Go through the data from its first line and retype each line, stopping once the line containing "fn name(&self) -> &str;" has been retyped.

(INPUT FOR THIS TASK begins)

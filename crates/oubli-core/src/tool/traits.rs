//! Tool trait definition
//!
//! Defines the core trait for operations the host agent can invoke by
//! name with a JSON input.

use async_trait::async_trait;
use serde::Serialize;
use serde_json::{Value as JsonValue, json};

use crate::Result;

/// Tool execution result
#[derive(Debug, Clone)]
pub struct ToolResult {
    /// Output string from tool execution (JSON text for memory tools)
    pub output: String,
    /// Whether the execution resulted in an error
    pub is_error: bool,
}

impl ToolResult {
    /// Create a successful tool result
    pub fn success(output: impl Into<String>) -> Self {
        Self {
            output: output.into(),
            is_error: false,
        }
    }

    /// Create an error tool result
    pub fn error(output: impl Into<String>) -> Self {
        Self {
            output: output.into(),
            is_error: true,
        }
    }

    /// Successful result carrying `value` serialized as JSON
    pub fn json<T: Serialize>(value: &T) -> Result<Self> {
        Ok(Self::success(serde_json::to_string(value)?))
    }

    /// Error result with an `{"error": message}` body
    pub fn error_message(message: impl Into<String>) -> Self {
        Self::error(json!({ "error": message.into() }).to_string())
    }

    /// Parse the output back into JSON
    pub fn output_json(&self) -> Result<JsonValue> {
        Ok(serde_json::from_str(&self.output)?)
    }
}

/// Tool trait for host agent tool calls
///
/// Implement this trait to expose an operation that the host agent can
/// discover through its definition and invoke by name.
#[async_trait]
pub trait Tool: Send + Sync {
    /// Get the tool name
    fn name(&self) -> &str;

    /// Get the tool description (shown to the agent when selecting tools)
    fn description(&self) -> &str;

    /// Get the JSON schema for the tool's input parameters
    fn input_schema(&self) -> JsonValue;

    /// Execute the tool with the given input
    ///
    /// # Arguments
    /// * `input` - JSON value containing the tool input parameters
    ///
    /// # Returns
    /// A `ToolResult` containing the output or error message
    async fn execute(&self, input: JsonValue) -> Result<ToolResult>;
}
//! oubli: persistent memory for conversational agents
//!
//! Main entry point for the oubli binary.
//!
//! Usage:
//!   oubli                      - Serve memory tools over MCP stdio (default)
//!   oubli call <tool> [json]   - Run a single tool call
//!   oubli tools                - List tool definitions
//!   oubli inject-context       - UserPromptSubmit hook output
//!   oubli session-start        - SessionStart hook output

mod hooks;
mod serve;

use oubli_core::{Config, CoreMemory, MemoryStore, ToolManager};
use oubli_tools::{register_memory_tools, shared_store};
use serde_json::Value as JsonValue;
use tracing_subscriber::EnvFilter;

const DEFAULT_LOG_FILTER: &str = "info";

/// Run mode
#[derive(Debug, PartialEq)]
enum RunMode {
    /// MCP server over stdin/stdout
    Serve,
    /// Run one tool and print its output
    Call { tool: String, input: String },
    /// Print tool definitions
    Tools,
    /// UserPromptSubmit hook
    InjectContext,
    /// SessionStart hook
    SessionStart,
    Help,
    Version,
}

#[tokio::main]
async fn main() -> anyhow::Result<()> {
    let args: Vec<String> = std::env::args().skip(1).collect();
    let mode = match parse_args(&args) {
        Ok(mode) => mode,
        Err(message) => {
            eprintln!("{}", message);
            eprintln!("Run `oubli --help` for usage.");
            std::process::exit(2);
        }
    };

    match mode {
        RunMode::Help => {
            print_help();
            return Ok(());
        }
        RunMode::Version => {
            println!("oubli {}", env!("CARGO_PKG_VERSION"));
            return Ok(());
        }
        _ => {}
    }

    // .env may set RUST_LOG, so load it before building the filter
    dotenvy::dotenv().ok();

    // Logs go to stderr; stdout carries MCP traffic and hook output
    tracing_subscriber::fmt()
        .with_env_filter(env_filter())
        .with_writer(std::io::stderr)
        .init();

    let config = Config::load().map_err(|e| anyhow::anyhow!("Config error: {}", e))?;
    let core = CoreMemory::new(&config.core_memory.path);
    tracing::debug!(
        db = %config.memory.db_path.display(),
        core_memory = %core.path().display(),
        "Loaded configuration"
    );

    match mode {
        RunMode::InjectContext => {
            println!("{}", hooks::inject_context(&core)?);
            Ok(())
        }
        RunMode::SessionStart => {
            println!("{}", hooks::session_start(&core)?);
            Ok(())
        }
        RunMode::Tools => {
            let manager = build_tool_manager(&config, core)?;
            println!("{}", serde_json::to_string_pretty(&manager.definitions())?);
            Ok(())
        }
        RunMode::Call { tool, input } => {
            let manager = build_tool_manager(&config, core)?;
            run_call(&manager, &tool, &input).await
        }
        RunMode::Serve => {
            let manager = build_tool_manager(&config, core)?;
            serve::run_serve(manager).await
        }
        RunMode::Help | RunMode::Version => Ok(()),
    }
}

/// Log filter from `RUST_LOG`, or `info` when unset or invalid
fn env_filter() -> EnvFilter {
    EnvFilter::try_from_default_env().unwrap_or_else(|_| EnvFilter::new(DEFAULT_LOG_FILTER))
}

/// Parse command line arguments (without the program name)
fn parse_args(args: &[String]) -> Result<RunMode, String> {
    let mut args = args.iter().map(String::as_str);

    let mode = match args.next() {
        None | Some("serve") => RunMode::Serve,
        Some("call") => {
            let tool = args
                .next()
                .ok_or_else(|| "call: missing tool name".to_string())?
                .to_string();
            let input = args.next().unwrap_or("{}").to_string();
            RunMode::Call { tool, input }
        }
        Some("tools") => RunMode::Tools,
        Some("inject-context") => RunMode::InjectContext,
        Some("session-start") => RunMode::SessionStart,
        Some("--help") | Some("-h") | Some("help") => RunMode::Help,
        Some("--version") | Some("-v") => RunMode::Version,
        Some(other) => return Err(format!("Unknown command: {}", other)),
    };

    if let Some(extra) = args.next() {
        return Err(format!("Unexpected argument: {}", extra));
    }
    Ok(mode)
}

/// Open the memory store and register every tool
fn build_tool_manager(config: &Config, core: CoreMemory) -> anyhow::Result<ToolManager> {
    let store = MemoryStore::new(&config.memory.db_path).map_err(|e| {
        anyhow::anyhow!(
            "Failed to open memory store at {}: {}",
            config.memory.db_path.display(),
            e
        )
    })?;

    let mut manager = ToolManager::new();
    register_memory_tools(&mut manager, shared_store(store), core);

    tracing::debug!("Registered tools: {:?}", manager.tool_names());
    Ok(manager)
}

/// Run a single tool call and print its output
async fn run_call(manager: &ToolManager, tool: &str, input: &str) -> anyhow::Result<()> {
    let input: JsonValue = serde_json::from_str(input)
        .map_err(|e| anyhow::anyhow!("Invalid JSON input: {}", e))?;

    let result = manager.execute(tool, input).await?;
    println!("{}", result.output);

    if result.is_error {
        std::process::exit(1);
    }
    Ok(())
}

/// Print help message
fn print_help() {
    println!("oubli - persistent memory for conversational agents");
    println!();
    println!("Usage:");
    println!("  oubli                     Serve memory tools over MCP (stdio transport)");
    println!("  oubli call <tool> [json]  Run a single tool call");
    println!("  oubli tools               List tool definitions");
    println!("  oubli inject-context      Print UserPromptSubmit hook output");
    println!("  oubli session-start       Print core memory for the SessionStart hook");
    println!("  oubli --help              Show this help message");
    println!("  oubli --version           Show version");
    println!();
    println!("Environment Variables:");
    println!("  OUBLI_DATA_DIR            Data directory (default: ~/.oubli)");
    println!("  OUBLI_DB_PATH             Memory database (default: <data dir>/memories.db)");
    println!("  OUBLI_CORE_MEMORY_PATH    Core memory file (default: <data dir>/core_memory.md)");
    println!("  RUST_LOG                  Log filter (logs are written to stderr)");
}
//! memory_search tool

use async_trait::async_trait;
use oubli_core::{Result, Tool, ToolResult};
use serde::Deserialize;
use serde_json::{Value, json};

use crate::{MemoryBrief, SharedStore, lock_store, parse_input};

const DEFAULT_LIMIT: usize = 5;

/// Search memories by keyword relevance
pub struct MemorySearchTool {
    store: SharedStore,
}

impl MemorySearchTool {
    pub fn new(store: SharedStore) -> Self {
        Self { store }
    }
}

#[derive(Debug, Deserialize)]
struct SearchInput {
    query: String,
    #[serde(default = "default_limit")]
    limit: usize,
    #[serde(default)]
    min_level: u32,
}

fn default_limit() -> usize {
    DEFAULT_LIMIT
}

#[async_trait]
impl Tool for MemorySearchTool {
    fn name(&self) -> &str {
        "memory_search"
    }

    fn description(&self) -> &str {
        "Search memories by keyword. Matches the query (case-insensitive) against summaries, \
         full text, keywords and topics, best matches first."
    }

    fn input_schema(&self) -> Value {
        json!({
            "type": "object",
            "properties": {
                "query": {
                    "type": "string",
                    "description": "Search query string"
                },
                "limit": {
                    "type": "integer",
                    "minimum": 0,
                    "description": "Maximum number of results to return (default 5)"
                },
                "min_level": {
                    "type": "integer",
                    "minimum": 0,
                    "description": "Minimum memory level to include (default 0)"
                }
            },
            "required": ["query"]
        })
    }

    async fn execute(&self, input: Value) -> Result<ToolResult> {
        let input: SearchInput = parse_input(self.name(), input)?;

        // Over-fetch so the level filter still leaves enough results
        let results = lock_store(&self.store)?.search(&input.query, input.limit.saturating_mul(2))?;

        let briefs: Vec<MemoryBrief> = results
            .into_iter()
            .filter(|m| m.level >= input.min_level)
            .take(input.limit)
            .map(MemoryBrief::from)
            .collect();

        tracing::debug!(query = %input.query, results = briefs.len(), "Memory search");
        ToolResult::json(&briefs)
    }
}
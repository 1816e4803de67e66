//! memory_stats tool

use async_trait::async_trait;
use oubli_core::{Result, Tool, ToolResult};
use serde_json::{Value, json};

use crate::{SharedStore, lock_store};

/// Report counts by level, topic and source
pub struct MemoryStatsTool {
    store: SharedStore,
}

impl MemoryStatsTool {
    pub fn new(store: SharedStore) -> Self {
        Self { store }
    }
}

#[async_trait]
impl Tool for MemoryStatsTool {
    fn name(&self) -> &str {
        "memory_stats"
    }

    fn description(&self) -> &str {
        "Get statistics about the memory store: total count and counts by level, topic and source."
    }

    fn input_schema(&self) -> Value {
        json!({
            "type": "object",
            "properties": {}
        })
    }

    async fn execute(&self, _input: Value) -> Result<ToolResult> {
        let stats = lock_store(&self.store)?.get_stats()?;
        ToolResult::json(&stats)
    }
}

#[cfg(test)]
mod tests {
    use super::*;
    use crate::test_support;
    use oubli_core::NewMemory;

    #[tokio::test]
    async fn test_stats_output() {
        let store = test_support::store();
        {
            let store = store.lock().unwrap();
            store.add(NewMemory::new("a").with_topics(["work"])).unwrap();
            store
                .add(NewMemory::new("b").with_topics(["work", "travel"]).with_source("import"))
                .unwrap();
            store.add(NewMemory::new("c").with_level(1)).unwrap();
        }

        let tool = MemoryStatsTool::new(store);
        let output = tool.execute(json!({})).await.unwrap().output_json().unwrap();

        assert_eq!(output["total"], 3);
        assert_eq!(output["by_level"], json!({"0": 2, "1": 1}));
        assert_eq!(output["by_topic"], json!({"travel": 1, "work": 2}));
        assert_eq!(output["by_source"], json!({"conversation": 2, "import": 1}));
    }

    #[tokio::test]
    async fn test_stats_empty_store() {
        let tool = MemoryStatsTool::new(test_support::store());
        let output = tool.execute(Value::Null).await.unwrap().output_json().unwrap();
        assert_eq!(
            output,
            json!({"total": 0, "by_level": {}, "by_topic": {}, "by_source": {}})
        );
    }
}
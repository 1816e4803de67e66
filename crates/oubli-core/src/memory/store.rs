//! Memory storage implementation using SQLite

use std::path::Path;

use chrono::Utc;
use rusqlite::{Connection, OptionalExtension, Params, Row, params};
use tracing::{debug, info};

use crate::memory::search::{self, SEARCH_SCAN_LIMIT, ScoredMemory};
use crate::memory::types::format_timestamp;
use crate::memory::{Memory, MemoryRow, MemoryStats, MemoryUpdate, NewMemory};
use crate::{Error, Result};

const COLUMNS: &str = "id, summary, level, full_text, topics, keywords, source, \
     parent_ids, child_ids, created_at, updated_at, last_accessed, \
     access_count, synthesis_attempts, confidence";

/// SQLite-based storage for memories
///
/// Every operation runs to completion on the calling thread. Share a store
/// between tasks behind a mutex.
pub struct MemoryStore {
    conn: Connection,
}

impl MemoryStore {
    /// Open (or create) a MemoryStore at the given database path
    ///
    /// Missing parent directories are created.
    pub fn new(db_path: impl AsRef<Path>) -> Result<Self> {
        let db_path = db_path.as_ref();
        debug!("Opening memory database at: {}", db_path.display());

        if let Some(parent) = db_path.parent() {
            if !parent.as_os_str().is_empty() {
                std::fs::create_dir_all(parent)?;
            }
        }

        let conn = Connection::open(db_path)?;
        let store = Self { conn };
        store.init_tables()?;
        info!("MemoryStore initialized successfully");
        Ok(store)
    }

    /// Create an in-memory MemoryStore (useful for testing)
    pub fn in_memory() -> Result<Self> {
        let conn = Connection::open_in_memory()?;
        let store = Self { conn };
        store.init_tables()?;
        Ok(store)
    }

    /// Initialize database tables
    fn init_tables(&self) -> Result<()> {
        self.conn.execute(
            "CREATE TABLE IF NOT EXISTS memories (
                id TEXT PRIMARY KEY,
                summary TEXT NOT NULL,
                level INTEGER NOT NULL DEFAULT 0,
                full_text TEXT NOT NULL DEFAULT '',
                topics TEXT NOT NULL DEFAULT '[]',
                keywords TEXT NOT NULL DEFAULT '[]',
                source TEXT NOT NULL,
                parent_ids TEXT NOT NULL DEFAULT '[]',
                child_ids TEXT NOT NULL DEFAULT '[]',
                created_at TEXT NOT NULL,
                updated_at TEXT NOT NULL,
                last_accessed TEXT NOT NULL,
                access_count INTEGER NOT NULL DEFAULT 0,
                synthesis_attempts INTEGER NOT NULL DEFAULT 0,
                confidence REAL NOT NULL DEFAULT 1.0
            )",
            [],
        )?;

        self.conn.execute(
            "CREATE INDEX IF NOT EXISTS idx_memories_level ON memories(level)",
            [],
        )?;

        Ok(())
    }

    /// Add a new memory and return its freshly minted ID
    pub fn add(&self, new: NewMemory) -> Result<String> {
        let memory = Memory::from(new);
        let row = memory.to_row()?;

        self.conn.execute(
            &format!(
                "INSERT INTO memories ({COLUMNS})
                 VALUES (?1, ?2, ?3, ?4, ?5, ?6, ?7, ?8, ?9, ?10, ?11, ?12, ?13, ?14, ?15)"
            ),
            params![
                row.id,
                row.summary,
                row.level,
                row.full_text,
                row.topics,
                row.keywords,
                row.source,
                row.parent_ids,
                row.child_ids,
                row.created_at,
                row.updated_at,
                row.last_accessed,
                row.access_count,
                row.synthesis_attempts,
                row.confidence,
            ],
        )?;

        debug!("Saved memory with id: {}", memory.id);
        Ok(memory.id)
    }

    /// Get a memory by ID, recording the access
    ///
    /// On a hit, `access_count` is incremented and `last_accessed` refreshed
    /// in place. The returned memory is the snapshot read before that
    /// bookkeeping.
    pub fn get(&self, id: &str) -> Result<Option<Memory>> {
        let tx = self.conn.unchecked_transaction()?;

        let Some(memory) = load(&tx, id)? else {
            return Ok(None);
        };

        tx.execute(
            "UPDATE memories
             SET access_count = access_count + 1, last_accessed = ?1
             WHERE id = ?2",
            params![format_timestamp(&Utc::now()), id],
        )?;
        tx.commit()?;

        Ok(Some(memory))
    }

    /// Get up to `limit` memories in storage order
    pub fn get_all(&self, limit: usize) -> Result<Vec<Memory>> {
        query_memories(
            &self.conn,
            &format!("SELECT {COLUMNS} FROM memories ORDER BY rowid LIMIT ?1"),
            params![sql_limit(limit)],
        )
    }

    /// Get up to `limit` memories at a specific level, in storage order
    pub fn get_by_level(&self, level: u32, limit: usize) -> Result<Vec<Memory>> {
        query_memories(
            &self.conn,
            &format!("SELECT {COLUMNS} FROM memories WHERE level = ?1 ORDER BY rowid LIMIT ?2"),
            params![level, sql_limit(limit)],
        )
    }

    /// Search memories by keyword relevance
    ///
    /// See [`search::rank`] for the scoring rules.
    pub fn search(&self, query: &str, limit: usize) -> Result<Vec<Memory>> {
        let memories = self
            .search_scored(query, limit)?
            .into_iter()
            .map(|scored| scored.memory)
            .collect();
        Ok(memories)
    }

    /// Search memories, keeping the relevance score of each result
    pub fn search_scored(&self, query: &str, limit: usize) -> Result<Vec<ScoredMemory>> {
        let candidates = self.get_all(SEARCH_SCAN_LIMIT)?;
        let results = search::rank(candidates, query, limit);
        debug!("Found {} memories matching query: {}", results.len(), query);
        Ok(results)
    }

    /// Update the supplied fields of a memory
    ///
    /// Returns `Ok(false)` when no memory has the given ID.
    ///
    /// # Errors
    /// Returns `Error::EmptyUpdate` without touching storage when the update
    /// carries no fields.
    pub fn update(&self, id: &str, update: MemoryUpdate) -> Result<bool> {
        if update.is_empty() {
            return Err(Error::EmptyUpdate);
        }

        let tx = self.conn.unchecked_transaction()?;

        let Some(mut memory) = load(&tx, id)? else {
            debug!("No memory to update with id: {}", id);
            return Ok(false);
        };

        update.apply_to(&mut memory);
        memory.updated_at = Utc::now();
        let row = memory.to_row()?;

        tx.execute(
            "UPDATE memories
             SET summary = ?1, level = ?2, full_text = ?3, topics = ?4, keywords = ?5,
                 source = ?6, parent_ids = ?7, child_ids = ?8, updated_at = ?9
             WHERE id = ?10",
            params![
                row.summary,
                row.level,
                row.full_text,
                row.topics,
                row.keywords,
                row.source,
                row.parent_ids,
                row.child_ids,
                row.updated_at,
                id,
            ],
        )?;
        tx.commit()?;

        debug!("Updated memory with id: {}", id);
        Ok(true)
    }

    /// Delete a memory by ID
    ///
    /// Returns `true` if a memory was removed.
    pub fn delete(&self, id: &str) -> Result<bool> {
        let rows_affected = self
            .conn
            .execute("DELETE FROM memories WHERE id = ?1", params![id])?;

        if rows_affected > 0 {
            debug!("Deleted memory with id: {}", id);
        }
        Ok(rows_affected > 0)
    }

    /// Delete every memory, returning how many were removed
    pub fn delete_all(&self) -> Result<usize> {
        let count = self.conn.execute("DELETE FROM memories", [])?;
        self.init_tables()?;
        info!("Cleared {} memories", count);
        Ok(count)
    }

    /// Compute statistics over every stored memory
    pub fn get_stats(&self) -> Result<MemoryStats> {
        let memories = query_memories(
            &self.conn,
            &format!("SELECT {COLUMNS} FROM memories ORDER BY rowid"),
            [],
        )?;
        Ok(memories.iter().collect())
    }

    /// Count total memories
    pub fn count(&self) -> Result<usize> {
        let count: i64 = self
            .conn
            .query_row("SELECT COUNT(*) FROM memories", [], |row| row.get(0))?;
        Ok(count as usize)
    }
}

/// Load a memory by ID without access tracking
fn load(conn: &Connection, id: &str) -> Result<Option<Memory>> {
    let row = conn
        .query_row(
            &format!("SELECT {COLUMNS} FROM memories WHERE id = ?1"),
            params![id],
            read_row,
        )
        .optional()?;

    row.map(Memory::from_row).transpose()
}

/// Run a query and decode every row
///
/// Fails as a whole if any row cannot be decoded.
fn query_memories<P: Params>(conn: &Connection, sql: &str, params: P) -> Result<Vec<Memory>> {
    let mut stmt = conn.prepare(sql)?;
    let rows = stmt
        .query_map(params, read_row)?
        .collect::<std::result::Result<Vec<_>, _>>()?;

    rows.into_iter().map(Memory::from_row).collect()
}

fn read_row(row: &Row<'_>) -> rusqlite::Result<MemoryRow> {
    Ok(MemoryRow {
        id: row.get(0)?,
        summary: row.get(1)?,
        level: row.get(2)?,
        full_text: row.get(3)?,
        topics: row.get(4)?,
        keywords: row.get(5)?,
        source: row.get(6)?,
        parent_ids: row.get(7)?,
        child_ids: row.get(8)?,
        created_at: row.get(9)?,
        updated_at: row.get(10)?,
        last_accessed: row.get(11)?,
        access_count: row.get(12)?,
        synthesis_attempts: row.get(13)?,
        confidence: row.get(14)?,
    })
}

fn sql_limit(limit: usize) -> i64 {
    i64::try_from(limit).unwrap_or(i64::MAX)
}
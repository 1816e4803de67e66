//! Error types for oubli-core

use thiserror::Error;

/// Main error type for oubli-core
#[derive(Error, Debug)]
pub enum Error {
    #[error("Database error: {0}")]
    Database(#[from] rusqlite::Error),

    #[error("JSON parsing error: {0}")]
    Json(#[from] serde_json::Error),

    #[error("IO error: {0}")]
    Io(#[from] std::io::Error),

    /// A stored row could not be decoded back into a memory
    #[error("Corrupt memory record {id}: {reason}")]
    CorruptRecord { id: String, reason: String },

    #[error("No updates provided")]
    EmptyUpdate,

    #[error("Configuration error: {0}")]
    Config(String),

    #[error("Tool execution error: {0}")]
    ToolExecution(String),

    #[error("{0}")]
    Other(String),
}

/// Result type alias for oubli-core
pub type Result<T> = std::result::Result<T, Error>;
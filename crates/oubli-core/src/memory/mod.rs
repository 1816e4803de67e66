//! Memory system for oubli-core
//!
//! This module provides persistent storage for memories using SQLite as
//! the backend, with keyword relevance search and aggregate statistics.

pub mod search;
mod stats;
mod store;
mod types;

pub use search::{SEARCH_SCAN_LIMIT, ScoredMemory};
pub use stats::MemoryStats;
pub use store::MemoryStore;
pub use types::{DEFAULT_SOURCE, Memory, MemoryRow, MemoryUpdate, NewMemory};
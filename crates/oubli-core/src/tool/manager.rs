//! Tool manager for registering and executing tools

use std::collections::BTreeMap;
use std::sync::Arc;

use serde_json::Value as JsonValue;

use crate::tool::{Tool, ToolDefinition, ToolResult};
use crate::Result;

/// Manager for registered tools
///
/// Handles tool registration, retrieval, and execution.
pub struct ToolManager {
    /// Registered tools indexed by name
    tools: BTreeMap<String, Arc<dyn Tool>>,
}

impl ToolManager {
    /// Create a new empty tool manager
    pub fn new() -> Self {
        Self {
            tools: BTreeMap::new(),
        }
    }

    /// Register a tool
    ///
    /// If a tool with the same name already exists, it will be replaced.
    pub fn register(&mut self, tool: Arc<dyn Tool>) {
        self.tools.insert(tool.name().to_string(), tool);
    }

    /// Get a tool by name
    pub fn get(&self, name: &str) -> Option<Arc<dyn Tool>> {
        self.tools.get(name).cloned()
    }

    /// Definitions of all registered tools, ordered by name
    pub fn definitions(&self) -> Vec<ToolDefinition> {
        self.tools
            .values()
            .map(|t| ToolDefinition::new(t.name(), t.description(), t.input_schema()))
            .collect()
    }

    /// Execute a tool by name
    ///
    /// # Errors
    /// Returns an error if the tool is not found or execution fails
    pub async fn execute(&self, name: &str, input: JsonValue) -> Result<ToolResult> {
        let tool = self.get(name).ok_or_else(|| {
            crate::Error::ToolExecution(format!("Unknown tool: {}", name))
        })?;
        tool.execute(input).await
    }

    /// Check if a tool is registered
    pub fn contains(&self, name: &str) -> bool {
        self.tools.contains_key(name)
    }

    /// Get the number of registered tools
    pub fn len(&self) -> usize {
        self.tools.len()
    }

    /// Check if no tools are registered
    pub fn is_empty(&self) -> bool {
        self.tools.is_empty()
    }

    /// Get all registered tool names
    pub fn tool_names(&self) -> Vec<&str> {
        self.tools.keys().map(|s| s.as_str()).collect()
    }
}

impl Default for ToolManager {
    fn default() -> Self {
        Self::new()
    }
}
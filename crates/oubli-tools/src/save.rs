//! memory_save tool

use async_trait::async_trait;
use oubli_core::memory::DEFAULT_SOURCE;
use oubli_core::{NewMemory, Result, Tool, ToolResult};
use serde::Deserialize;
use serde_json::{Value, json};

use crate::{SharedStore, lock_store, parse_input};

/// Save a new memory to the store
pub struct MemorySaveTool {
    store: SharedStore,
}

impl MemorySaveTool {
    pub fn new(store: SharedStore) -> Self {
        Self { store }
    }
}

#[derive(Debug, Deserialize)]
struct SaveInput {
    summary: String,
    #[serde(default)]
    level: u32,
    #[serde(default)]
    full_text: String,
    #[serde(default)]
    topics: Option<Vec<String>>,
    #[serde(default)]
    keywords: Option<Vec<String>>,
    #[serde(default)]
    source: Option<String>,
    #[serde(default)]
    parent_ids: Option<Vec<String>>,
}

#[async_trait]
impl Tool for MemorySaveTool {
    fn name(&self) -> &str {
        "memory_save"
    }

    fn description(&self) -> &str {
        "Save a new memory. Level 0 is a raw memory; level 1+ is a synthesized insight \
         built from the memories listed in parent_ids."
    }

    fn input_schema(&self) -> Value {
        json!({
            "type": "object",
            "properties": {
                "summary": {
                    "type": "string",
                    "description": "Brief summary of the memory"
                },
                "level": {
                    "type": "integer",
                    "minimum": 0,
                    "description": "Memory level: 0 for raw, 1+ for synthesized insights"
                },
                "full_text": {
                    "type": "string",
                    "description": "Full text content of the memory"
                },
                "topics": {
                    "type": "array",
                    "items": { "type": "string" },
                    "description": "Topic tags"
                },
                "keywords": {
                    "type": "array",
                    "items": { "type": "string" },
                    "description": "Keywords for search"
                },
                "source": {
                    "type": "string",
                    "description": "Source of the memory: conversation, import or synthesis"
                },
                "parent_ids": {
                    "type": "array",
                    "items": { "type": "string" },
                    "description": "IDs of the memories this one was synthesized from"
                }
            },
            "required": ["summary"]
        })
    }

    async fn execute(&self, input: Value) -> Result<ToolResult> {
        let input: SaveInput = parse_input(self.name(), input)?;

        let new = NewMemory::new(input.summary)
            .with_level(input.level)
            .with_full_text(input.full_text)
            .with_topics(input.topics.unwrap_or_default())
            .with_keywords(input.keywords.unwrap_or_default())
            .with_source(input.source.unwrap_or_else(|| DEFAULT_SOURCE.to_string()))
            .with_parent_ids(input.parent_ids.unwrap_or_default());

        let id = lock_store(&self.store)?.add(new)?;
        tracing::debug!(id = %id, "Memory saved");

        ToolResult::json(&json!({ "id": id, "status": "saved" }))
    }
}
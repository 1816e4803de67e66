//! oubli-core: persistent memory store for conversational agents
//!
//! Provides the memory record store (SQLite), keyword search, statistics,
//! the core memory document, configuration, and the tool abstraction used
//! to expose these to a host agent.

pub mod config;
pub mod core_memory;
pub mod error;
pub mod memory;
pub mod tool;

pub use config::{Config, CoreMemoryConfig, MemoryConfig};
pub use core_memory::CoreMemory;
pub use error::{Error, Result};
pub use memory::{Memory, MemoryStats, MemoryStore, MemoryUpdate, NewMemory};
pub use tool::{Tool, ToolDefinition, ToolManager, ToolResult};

(INPUT FOR THIS TASK ends)

--- RESPONSE ---
filename crates/oubli-core/src/tool/traits.rs
//! Tool trait definition
//!
//! Defines the core trait for operations the host agent can invoke by
//! name with a JSON input.

use async_trait::async_trait;
use serde::Serialize;
use serde_json::{Value as JsonValue, json};

use crate::Result;

/// Tool execution result
#[derive(Debug, Clone)]
pub struct ToolResult {
    /// Output string from tool execution (JSON text for memory tools)
    pub output: String,
    /// Whether the execution resulted in an error
    pub is_error: bool,
}

impl ToolResult {
    /// Create a successful tool result
    pub fn success(output: impl Into<String>) -> Self {
        Self {
            output: output.into(),
            is_error: false,
        }
    }

    /// Create an error tool result
    pub fn error(output: impl Into<String>) -> Self {
        Self {
            output: output.into(),
            is_error: true,
        }
    }

    /// Successful result carrying `value` serialized as JSON
    pub fn json<T: Serialize>(value: &T) -> Result<Self> {
        Ok(Self::success(serde_json::to_string(value)?))
    }

    /// Error result with an `{"error": message}` body
    pub fn error_message(message: impl Into<String>) -> Self {
        Self::error(json!({ "error": message.into() }).to_string())
    }

    /// Parse the output back into JSON
    pub fn output_json(&self) -> Result<JsonValue> {
        Ok(serde_json::from_str(&self.output)?)
    }
}

/// Tool trait for host agent tool calls
///
/// Implement this trait to expose an operation that the host agent can
/// discover through its definition and invoke by name.
#[async_trait]
pub trait Tool: Send + Sync {
    /// Get the tool name
    fn name(&self) -> &str;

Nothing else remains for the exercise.